En la ruta de las caravanas
A las 8.30 h de la mañana salimos de la bella Khiva, con una mezcla de alegría y tristeza, alegría porque la ciudad nos ha enseñado su inmenso poder arquitectónico y cultural -reflejo de su poder político-, y tristeza, porque nos encantaban los paseos al atardecer y en la noche, era nuestro bálsamo relajante. El viaje lo haremos por carretera, aunque nuestro transporte es mucho más afortunado que el de la fotografía.
En los primeros momentos del camino vamos viendo los monumentos en las rotondas, o los arcos de entrada a parques, ambos ya se nos van haciendo familiares.
No faltan los puestos de melones y sandías, aunque no son tan frecuentes como en el viaje de Tashkent al valle de Ferganá y viceversa.
Atravesaremos el desierto de Kyzyllum, por donde circulaban las caravanas de la Ruta de la Seda, y donde antes había camellos ahora hay contenedores o depósitos abandonados o sencillamente oxidados.
La primera parada la hacemos en una estación de servicio, con instalaciones hoteleras y un restaurante, el oasis moderno en Uzbekistán.
La segunda parada es paisajística, ante nuestros ojos, el extenso río Amu Darya.
En sus aguas algunos pescadores, aunque nosotros peces no hemos tenido la suerte (a lo mejor ha sido una bendición estomacal) de tener en nuestras mesas.
Durante el viaje lo que más se ve por supuesto no es agua, es arena, de la que terminas rebozada con toda seguridad si caminas sobre ella o junto a ella.
La tercera parada es de avituallamiento, otro oasis en esta línea recta de carretera. Algunos grupos ya están en las mesas dispuestos a comer, mesas en las que destacan los coloridos manteles con los dibujos típicos uzbecos.
Hoy nos toca picnic para comer, es decir, ¡sorpresa!, picnic que ha salido junto a nosotros de Khiva, supongo que preparado en el hotel.
No recuerdo claramente su contenido, ni su sabor: dos bocadillos de queso, una empanadilla de no sé qué, un pan uzbeco con otra cosa que no recuerdo, y otra cosa que tampoco recuerdo; lo único claro es el huevo duro y las manzanas de postre.
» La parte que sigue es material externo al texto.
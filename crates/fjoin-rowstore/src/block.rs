//! Append-only row blocks with scoped pinning.

use std::fmt;
use std::sync::atomic::{AtomicU32, Ordering};

use fjoin_error::{JoinError, Result};

use crate::pointer::RowPointer;

// ── Row Block ──────────────────────────────────────────────────────────────

/// A fixed-capacity block of row entries.
pub struct RowBlock {
    data: Vec<u8>,
    entry_size: usize,
    count: usize,
    capacity: usize,
    /// Outstanding [`BlockHandle`]s.
    pins: AtomicU32,
}

impl RowBlock {
    fn new(entry_size: usize, capacity: usize) -> Self {
        Self {
            data: Vec::with_capacity(entry_size * capacity),
            entry_size,
            count: 0,
            capacity,
            pins: AtomicU32::new(0),
        }
    }

    #[must_use]
    pub const fn count(&self) -> usize {
        self.count
    }

    #[must_use]
    pub const fn capacity(&self) -> usize {
        self.capacity
    }

    #[must_use]
    pub const fn is_full(&self) -> bool {
        self.count >= self.capacity
    }

    /// Bytes of row data held by this block.
    #[must_use]
    pub fn size_in_bytes(&self) -> usize {
        self.data.len()
    }

    #[must_use]
    pub fn is_pinned(&self) -> bool {
        self.pins.load(Ordering::Relaxed) > 0
    }

    pub fn row(&self, row: usize) -> Result<&[u8]> {
        if row >= self.count {
            return Err(JoinError::corrupt(format!(
                "row {row} beyond block of {} rows",
                self.count
            )));
        }
        let start = row * self.entry_size;
        Ok(&self.data[start..start + self.entry_size])
    }

    pub fn row_mut(&mut self, row: usize) -> Result<&mut [u8]> {
        if row >= self.count {
            return Err(JoinError::corrupt(format!(
                "row {row} beyond block of {} rows",
                self.count
            )));
        }
        let start = row * self.entry_size;
        Ok(&mut self.data[start..start + self.entry_size])
    }

    fn push_zeroed(&mut self) -> (usize, &mut [u8]) {
        let row = self.count;
        let start = self.data.len();
        self.data.resize(start + self.entry_size, 0);
        self.count += 1;
        (row, &mut self.data[start..])
    }

    fn pin(&self) {
        let _ = self.pins.fetch_add(1, Ordering::Relaxed);
    }

    fn unpin(&self) {
        let mut current = self.pins.load(Ordering::Relaxed);
        while current > 0 {
            match self.pins.compare_exchange_weak(
                current,
                current - 1,
                Ordering::Relaxed,
                Ordering::Relaxed,
            ) {
                Ok(_) => return,
                Err(observed) => current = observed,
            }
        }
    }
}

impl fmt::Debug for RowBlock {
    fn fmt(&self, f: &mut fmt::Formatter<'_>) -> fmt::Result {
        f.debug_struct("RowBlock")
            .field("entry_size", &self.entry_size)
            .field("count", &self.count)
            .field("capacity", &self.capacity)
            .field("pins", &self.pins.load(Ordering::Relaxed))
            .finish_non_exhaustive()
    }
}

/// Scoped pin on a [`RowBlock`]; dropping the handle unpins the block.
#[derive(Debug)]
pub struct BlockHandle<'a> {
    block: &'a RowBlock,
    index: usize,
}

impl<'a> BlockHandle<'a> {
    #[must_use]
    pub const fn index(&self) -> usize {
        self.index
    }

    #[must_use]
    pub const fn count(&self) -> usize {
        self.block.count
    }

    pub fn row(&self, row: usize) -> Result<&'a [u8]> {
        self.block.row(row)
    }

    /// Iterate over the rows of the pinned block together with their pointers.
    pub fn rows(&self) -> impl Iterator<Item = (RowPointer, &'a [u8])> + 'a {
        let block = self.block;
        let index = self.index as u32;
        block
            .data
            .chunks_exact(block.entry_size)
            .enumerate()
            .map(move |(row, bytes)| (RowPointer::new(index, row as u32), bytes))
    }
}

impl Drop for BlockHandle<'_> {
    fn drop(&mut self) {
        self.block.unpin();
    }
}

// ── Row Block Store ────────────────────────────────────────────────────────

/// Append-only collection of row blocks addressed by [`RowPointer`].
#[derive(Debug)]
pub struct RowBlockStore {
    entry_size: usize,
    rows_per_block: usize,
    blocks: Vec<RowBlock>,
    count: usize,
}

impl RowBlockStore {
    #[must_use]
    pub fn new(entry_size: usize, rows_per_block: usize) -> Self {
        Self {
            entry_size,
            rows_per_block: rows_per_block.clamp(1, u32::MAX as usize),
            blocks: Vec::new(),
            count: 0,
        }
    }

    /// An empty store with the same geometry.
    #[must_use]
    pub fn empty_like(&self) -> Self {
        Self::new(self.entry_size, self.rows_per_block)
    }

    #[must_use]
    pub const fn entry_size(&self) -> usize {
        self.entry_size
    }

    #[must_use]
    pub const fn rows_per_block(&self) -> usize {
        self.rows_per_block
    }

    /// Total rows across blocks.
    #[must_use]
    pub const fn count(&self) -> usize {
        self.count
    }

    #[must_use]
    pub const fn is_empty(&self) -> bool {
        self.count == 0
    }

    #[must_use]
    pub fn block_count(&self) -> usize {
        self.blocks.len()
    }

    #[must_use]
    pub fn blocks(&self) -> &[RowBlock] {
        &self.blocks
    }

    #[must_use]
    pub fn size_in_bytes(&self) -> usize {
        self.blocks.iter().map(RowBlock::size_in_bytes).sum()
    }

    /// Allocate a zeroed entry at the end of the store.
    pub fn append_row(&mut self) -> Result<(RowPointer, &mut [u8])> {
        if self.blocks.last().is_none_or(RowBlock::is_full) {
            if self.blocks.len() >= u32::MAX as usize {
                return Err(JoinError::exhausted("row block index space exhausted"));
            }
            self.blocks
                .push(RowBlock::new(self.entry_size, self.rows_per_block));
        }
        let block_idx = self.blocks.len() - 1;
        self.count += 1;
        let block = &mut self.blocks[block_idx];
        let (row, bytes) = block.push_zeroed();
        Ok((RowPointer::new(block_idx as u32, row as u32), bytes))
    }

    /// Bounds-checked row access.
    pub fn row(&self, ptr: RowPointer) -> Result<&[u8]> {
        self.blocks
            .get(ptr.block())
            .ok_or_else(|| dangling(ptr, self.blocks.len()))?
            .row(ptr.row())
    }

    pub fn row_mut(&mut self, ptr: RowPointer) -> Result<&mut [u8]> {
        let block_count = self.blocks.len();
        self.blocks
            .get_mut(ptr.block())
            .ok_or_else(|| dangling(ptr, block_count))?
            .row_mut(ptr.row())
    }

    pub fn block_mut(&mut self, block: usize) -> Result<&mut RowBlock> {
        let block_count = self.blocks.len();
        self.blocks.get_mut(block).ok_or_else(|| {
            JoinError::corrupt(format!("block {block} beyond store of {block_count} blocks"))
        })
    }

    /// Pin a block for the lifetime of the returned handle.
    pub fn pin(&self, block: usize) -> Result<BlockHandle<'_>> {
        let target = self.blocks.get(block).ok_or_else(|| {
            JoinError::corrupt(format!(
                "pin of block {block} beyond store of {} blocks",
                self.blocks.len()
            ))
        })?;
        target.pin();
        Ok(BlockHandle {
            block: target,
            index: block,
        })
    }

    #[must_use]
    pub fn any_pinned(&self) -> bool {
        self.blocks.iter().any(RowBlock::is_pinned)
    }

    /// Release every block.
    pub fn clear(&mut self) -> Result<()> {
        if self.any_pinned() {
            return Err(JoinError::contract("cannot clear a store with pinned blocks"));
        }
        self.blocks.clear();
        self.count = 0;
        Ok(())
    }

    /// Move the contents out, leaving an empty store with the same geometry.
    #[must_use]
    pub fn take(&mut self) -> Self {
        let empty = self.empty_like();
        std::mem::replace(self, empty)
    }

    /// Append another store's blocks. Returns the block index of the first moved block.
    pub fn merge(&mut self, other: Self) -> Result<usize> {
        if other.entry_size != self.entry_size {
            return Err(JoinError::contract(format!(
                "cannot merge stores with entry sizes {} and {}",
                self.entry_size, other.entry_size
            )));
        }
        let base = self.blocks.len();
        for block in other.blocks {
            self.push_block(block)?;
        }
        Ok(base)
    }

    /// Append a whole block.
    pub fn push_block(&mut self, block: RowBlock) -> Result<usize> {
        if block.entry_size != self.entry_size {
            return Err(JoinError::contract(format!(
                "block entry size {} does not match store entry size {}",
                block.entry_size, self.entry_size
            )));
        }
        if block.is_pinned() {
            return Err(JoinError::contract("cannot move a pinned block"));
        }
        if self.blocks.len() >= u32::MAX as usize {
            return Err(JoinError::exhausted("row block index space exhausted"));
        }
        self.count += block.count;
        self.blocks.push(block);
        Ok(self.blocks.len() - 1)
    }

    /// Consume the store, yielding its blocks in order.
    #[must_use]
    pub fn into_blocks(self) -> Vec<RowBlock> {
        self.blocks
    }
}

fn dangling(ptr: RowPointer, block_count: usize) -> JoinError {
    JoinError::corrupt(format!(
        "dangling {ptr:?}: store has {block_count} blocks"
    ))
}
Queda claro que comer no comí mucho.
Para beber, aparte de agua, que no puede faltar nunca, cerveza rusa, que servimos en unos divertidos vasos.
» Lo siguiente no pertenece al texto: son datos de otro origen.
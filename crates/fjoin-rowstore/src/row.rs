//! Reading and writing individual fields of a stored row.

use fjoin_error::{JoinError, Result};
use fjoin_types::{LogicalType, ValueRef};

use crate::heap::StringHeap;
use crate::layout::{HEAP_REF_WIDTH, RowLayout};
use crate::pointer::{HeapRef, RowPointer};

fn read_array<const N: usize>(row: &[u8], offset: usize) -> Result<[u8; N]> {
    row.get(offset..offset + N)
        .and_then(|bytes| bytes.try_into().ok())
        .ok_or_else(|| {
            JoinError::corrupt(format!(
                "field at {offset}..{} beyond row of {} bytes",
                offset + N,
                row.len()
            ))
        })
}

fn write_bytes(row: &mut [u8], offset: usize, bytes: &[u8]) -> Result<()> {
    let row_len = row.len();
    row.get_mut(offset..offset + bytes.len())
        .ok_or_else(|| {
            JoinError::corrupt(format!(
                "field at {offset}..{} beyond row of {row_len} bytes",
                offset + bytes.len()
            ))
        })?
        .copy_from_slice(bytes);
    Ok(())
}

// ── Validity, hash and chain pointer ──────────────────────────────────────

#[must_use]
pub fn is_valid(layout: &RowLayout, row: &[u8], col: usize) -> bool {
    row.get(layout.validity_offset() + col / 8)
        .is_some_and(|byte| byte & (1_u8 << (col % 8)) != 0)
}

fn set_valid(layout: &RowLayout, row: &mut [u8], col: usize, valid: bool) {
    if let Some(byte) = row.get_mut(layout.validity_offset() + col / 8) {
        let mask = 1_u8 << (col % 8);
        if valid {
            *byte |= mask;
        } else {
            *byte &= !mask;
        }
    }
}

pub fn read_hash(layout: &RowLayout, row: &[u8]) -> Result<u64> {
    read_array(row, layout.hash_offset()).map(u64::from_le_bytes)
}

pub fn write_hash(layout: &RowLayout, row: &mut [u8], hash: u64) -> Result<()> {
    write_bytes(row, layout.hash_offset(), &hash.to_le_bytes())
}

/// The next row in this row's bucket chain.
pub fn read_next(layout: &RowLayout, row: &[u8]) -> Result<RowPointer> {
    read_array(row, layout.pointer_offset())
        .map(|bytes| RowPointer::from_raw(u64::from_le_bytes(bytes)))
}

pub fn write_next(layout: &RowLayout, row: &mut [u8], next: RowPointer) -> Result<()> {
    write_bytes(row, layout.pointer_offset(), &next.to_raw().to_le_bytes())
}

// ── Heap slots ─────────────────────────────────────────────────────────────

/// Raw tagged heap reference and byte length of a VARCHAR slot.
pub fn read_heap_slot(layout: &RowLayout, row: &[u8], col: usize) -> Result<(u64, u32)> {
    let offset = layout.column_offset(col);
    let raw = u64::from_le_bytes(read_array(row, offset)?);
    let len = u32::from_le_bytes(read_array(row, offset + HEAP_REF_WIDTH)?);
    Ok((raw, len))
}

/// Replace the heap reference of a VARCHAR slot, keeping its length.
pub fn write_heap_ref(layout: &RowLayout, row: &mut [u8], col: usize, heap_ref: HeapRef) -> Result<()> {
    write_bytes(row, layout.column_offset(col), &heap_ref.encode()?.to_le_bytes())
}

// ── Values ─────────────────────────────────────────────────────────────────

/// Serialize `value` into column `col`, spilling strings into `heap`.
pub fn write_value(
    layout: &RowLayout,
    row: &mut [u8],
    col: usize,
    value: ValueRef<'_>,
    heap: &mut StringHeap,
) -> Result<()> {
    let ty = layout.types()[col];
    let offset = layout.column_offset(col);
    if let Some(actual) = value.logical_type() {
        if actual != ty {
            return Err(JoinError::type_mismatch(ty, actual));
        }
    }
    set_valid(layout, row, col, !value.is_null());
    match value {
        ValueRef::Null => Ok(()),
        ValueRef::Boolean(v) => write_bytes(row, offset, &[u8::from(v)]),
        ValueRef::Int32(v) => write_bytes(row, offset, &v.to_le_bytes()),
        ValueRef::Int64(v) => write_bytes(row, offset, &v.to_le_bytes()),
        ValueRef::Float64(v) => write_bytes(row, offset, &v.to_bits().to_le_bytes()),
        ValueRef::Varchar(v) => {
            let heap_ref = heap.append(v.as_bytes())?;
            write_bytes(row, offset, &heap_ref.encode()?.to_le_bytes())?;
            write_bytes(row, offset + HEAP_REF_WIDTH, &(v.len() as u32).to_le_bytes())
        }
    }
}

/// Borrow the value of column `col`. VARCHAR slots must be resident in `heap`.
pub fn read_value<'a>(
    layout: &RowLayout,
    row: &'a [u8],
    col: usize,
    heap: &'a StringHeap,
) -> Result<ValueRef<'a>> {
    if !is_valid(layout, row, col) {
        return Ok(ValueRef::Null);
    }
    let offset = layout.column_offset(col);
    Ok(match layout.types()[col] {
        LogicalType::Boolean => ValueRef::Boolean(read_array::<1>(row, offset)?[0] != 0),
        LogicalType::Int32 => ValueRef::Int32(i32::from_le_bytes(read_array(row, offset)?)),
        LogicalType::Int64 => ValueRef::Int64(i64::from_le_bytes(read_array(row, offset)?)),
        LogicalType::Float64 => {
            ValueRef::Float64(f64::from_bits(u64::from_le_bytes(read_array(row, offset)?)))
        }
        LogicalType::Varchar => {
            let (raw, len) = read_heap_slot(layout, row, col)?;
            let HeapRef::Resident { block, offset } = HeapRef::decode(raw) else {
                return Err(JoinError::corrupt(format!(
                    "column {col} read while its row is swizzled"
                )));
            };
            let bytes = heap.get(block, offset, len)?;
            ValueRef::Varchar(std::str::from_utf8(bytes).map_err(|err| {
                JoinError::corrupt(format!("column {col} holds invalid UTF-8: {err}"))
            })?)
        }
    })
}

/// Shift every resident heap reference of `row` by `block_base` blocks.
///
/// Used when a row's heap blocks are appended behind another table's heap.
pub fn rebase_heap_refs(layout: &RowLayout, row: &mut [u8], block_base: u32) -> Result<()> {
    if block_base == 0 {
        return Ok(());
    }
    for col in layout.variable_columns() {
        if !is_valid(layout, row, col) {
            continue;
        }
        let (raw, _) = read_heap_slot(layout, row, col)?;
        if let HeapRef::Resident { block, offset } = HeapRef::decode(raw) {
            let block = block.checked_add(block_base).ok_or_else(|| {
                JoinError::exhausted("heap block index space exhausted during merge")
            })?;
            write_heap_ref(layout, row, col, HeapRef::Resident { block, offset })?;
        }
    }
    Ok(())
}

#[cfg(test)]
mod tests {
    use super::*;

    fn layout() -> RowLayout {
        RowLayout::new(vec![
            LogicalType::Int64,
            LogicalType::Varchar,
            LogicalType::Float64,
            LogicalType::Boolean,
        ])
    }

    #[test]
    fn write_then_read_every_type() {
        let layout = layout();
        let mut heap = StringHeap::new(64);
        let mut row = vec![0_u8; layout.entry_size()];
        write_value(&layout, &mut row, 0, ValueRef::Int64(-9), &mut heap).expect("int");
        write_value(&layout, &mut row, 1, ValueRef::Varchar("abc"), &mut heap).expect("str");
        write_value(&layout, &mut row, 2, ValueRef::Null, &mut heap).expect("null");
        write_value(&layout, &mut row, 3, ValueRef::Boolean(true), &mut heap).expect("bool");
        write_hash(&layout, &mut row, 0xDEAD_BEEF).expect("hash");
        write_next(&layout, &mut row, RowPointer::new(2, 3)).expect("next");

        assert_eq!(read_value(&layout, &row, 0, &heap).expect("r0"), ValueRef::Int64(-9));
        assert_eq!(read_value(&layout, &row, 1, &heap).expect("r1"), ValueRef::Varchar("abc"));
        assert_eq!(read_value(&layout, &row, 2, &heap).expect("r2"), ValueRef::Null);
        assert_eq!(read_value(&layout, &row, 3, &heap).expect("r3"), ValueRef::Boolean(true));
        assert_eq!(read_hash(&layout, &row).expect("hash"), 0xDEAD_BEEF);
        assert_eq!(read_next(&layout, &row).expect("next"), RowPointer::new(2, 3));
    }

    #[test]
    fn type_mismatch_is_rejected() {
        let layout = layout();
        let mut heap = StringHeap::new(64);
        let mut row = vec![0_u8; layout.entry_size()];
        let err = write_value(&layout, &mut row, 0, ValueRef::Varchar("x"), &mut heap)
            .expect_err("mismatch");
        assert!(err.is_contract_violation());
    }

    #[test]
    fn swizzled_slot_is_not_readable() {
        let layout = layout();
        let mut heap = StringHeap::new(64);
        let mut row = vec![0_u8; layout.entry_size()];
        write_value(&layout, &mut row, 1, ValueRef::Varchar("abc"), &mut heap).expect("str");
        write_heap_ref(&layout, &mut row, 1, HeapRef::Swizzled { offset: 0 }).expect("swizzle");
        assert!(read_value(&layout, &row, 1, &heap).is_err());
    }

    #[test]
    fn rebase_moves_resident_refs() {
        let layout = layout();
        let mut heap = StringHeap::new(64);
        let mut row = vec![0_u8; layout.entry_size()];
        write_value(&layout, &mut row, 1, ValueRef::Varchar("abc"), &mut heap).expect("str");
        rebase_heap_refs(&layout, &mut row, 4).expect("rebase");
        let (raw, len) = read_heap_slot(&layout, &row, 1).expect("slot");
        assert_eq!(HeapRef::decode(raw), HeapRef::Resident { block: 4, offset: 0 });
        assert_eq!(len, 3);
    }
}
Oyott, supongo que también curtido por otros turistas anteriores que se quedarán contrariados con el picnic, además de su propio hambre, nos ofrece pedir unos pinchos de carne, y aceptamos, estos pinchos ya van formando parte de nuestra dieta con las berenjenas, los pimientos, los tomates… Eso sí, los pinchos bien pasaditos por favor, que las bacterias así se consumen.
Las necesidades físicas obligan y hacemos uso de los baños, ¡que risas!, porque en ellos me encuentro con un trío de británicas cuyas caras de asombro y asco eran un auténtico poema, y es que aquello era indefinible, mejor era aliviarse en el desierto que en este lugar. Una de ellas lleva el papel higiénico que me ofrecen amablemente, y otra de ellas sale del habitáculo con los pantalones bajados para no tener que permanecer mucho rato en él… y es que mejor utilizarlos antes de comer que después de comer, porque puedes terminar expulsando por todos los orificios posibles del cuerpo. Eso sí, no llegaron a tanto como los de las parada en el bonito restaurante donde hicimos un divertido picnic de montaña, que fui incapaz de utilizar -o mis necesidades eran mayores-. Por lo menos, estos baños están señalizados de forma simpática, y yo poco a poco voy haciéndome inmune al olor y el abandono higiénico de estos lugares.
Continuamos el viaje por el desierto, donde en lugar de camellos vemos un burro.
Tras 550 km y unas siete horas de viaje, menos de las que había programadas, que eran ocho o nueve, llegamos a Bukhara.